» Aim of the task: Some lines below hold "validation". Pick them out and copy them.

Collected data:

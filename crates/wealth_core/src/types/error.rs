//! Error types for structured error handling.
//!
//! This module provides:
//! - `LinalgError`: Errors from dense linear algebra routines
//! - `DataError`: Errors from validating assets, universes and client records

use thiserror::Error;

/// Errors raised by the dense linear algebra routines in [`crate::math`].
///
/// # Examples
///
/// ```
/// use wealth_core::types::LinalgError;
///
/// let err = LinalgError::NotSquare { rows: 2, cols: 3 };
/// assert_eq!(format!("{}", err), "Matrix is not square: 2x3");
/// ```
#[derive(Error, Debug, Clone, PartialEq)]
pub enum LinalgError {
    /// Operand shapes are incompatible.
    #[error("Dimension mismatch in {context}: expected {expected}, got {found}")]
    DimensionMismatch {
        /// Operation that detected the mismatch
        context: &'static str,
        /// Expected length
        expected: usize,
        /// Actual length
        found: usize,
    },

    /// A square matrix was required.
    #[error("Matrix is not square: {rows}x{cols}")]
    NotSquare {
        /// Row count
        rows: usize,
        /// Column count
        cols: usize,
    },

    /// A symmetric matrix was required.
    #[error("Matrix is not symmetric at ({row}, {col})")]
    NotSymmetric {
        /// Row of the first asymmetric entry
        row: usize,
        /// Column of the first asymmetric entry
        col: usize,
    },

    /// Cholesky factorisation failed.
    #[error("Matrix is not positive definite: minimum eigenvalue {min_eigenvalue:.3e}")]
    NotPositiveDefinite {
        /// Smallest eigenvalue of the input
        min_eigenvalue: f64,
    },

    /// Linear system is singular to working precision.
    #[error("Matrix is singular at pivot {pivot}")]
    Singular {
        /// Index of the zero pivot
        pivot: usize,
    },

    /// An iterative routine did not converge.
    #[error("Failed to converge after {iterations} iterations")]
    NoConvergence {
        /// Iterations performed
        iterations: usize,
    },

    /// Rows of different lengths were supplied.
    #[error("Ragged input: row {row} has length {found}, expected {expected}")]
    RaggedRows {
        /// Offending row
        row: usize,
        /// Expected row length
        expected: usize,
        /// Actual row length
        found: usize,
    },

    /// A NaN or infinite entry was encountered.
    #[error("Non-finite entry at ({row}, {col})")]
    NonFinite {
        /// Row of the entry
        row: usize,
        /// Column of the entry
        col: usize,
    },
}

/// Errors raised when validating domain records.
///
/// # Examples
///
/// ```
/// use wealth_core::types::DataError;
///
/// let err = DataError::invalid_asset("EQ", "volatility must be non-negative");
/// assert!(format!("{}", err).contains("EQ"));
/// ```
#[derive(Error, Debug, Clone, PartialEq)]
pub enum DataError {
    /// Asset record failed validation.
    #[error("Invalid asset '{id}': {reason}")]
    InvalidAsset {
        /// Asset identifier
        id: String,
        /// Description of the problem
        reason: String,
    },

    /// Client record failed validation.
    #[error("Invalid client '{id}': {reason}")]
    InvalidClient {
        /// Client identifier
        id: String,
        /// Description of the problem
        reason: String,
    },

    /// The same asset identifier appears twice in a universe.
    #[error("Duplicate asset identifier: {0}")]
    DuplicateAsset(String),

    /// An identifier does not resolve against the universe.
    #[error("Unknown asset identifier: {0}")]
    UnknownAsset(String),

    /// A universe must contain at least one asset.
    #[error("Asset universe is empty")]
    EmptyUniverse,
}

impl DataError {
    /// Creates an `InvalidAsset` error.
    pub fn invalid_asset(id: impl Into<String>, reason: impl Into<String>) -> Self {
        Self::InvalidAsset {
            id: id.into(),
            reason: reason.into(),
        }
    }

    /// Creates an `InvalidClient` error.
    pub fn invalid_client(id: impl Into<String>, reason: impl Into<String>) -> Self {
        Self::InvalidClient {
            id: id.into(),
            reason: reason.into(),
        }
    }
}

#[cfg(test)]
mod tests {
    use super::*;

    #[test]
    fn test_linalg_error_display() {
        let err = LinalgError::NotPositiveDefinite {
            min_eigenvalue: -0.5,
        };
        assert!(err.to_string().contains("-5.000e-1"));

        let err = LinalgError::DimensionMismatch {
            context: "mul_vec",
            expected: 3,
            found: 2,
        };
        assert_eq!(
            err.to_string(),
            "Dimension mismatch in mul_vec: expected 3, got 2"
        );
    }

    #[test]
    fn test_data_error_helpers() {
        let err = DataError::invalid_client("C1", "risk tolerance outside [0, 10]");
        assert!(matches!(err, DataError::InvalidClient { .. }));
        assert!(err.to_string().contains("C1"));
    }
}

» Output of the exercise:
    /// Asset record failed validation.
    /// Client record failed validation.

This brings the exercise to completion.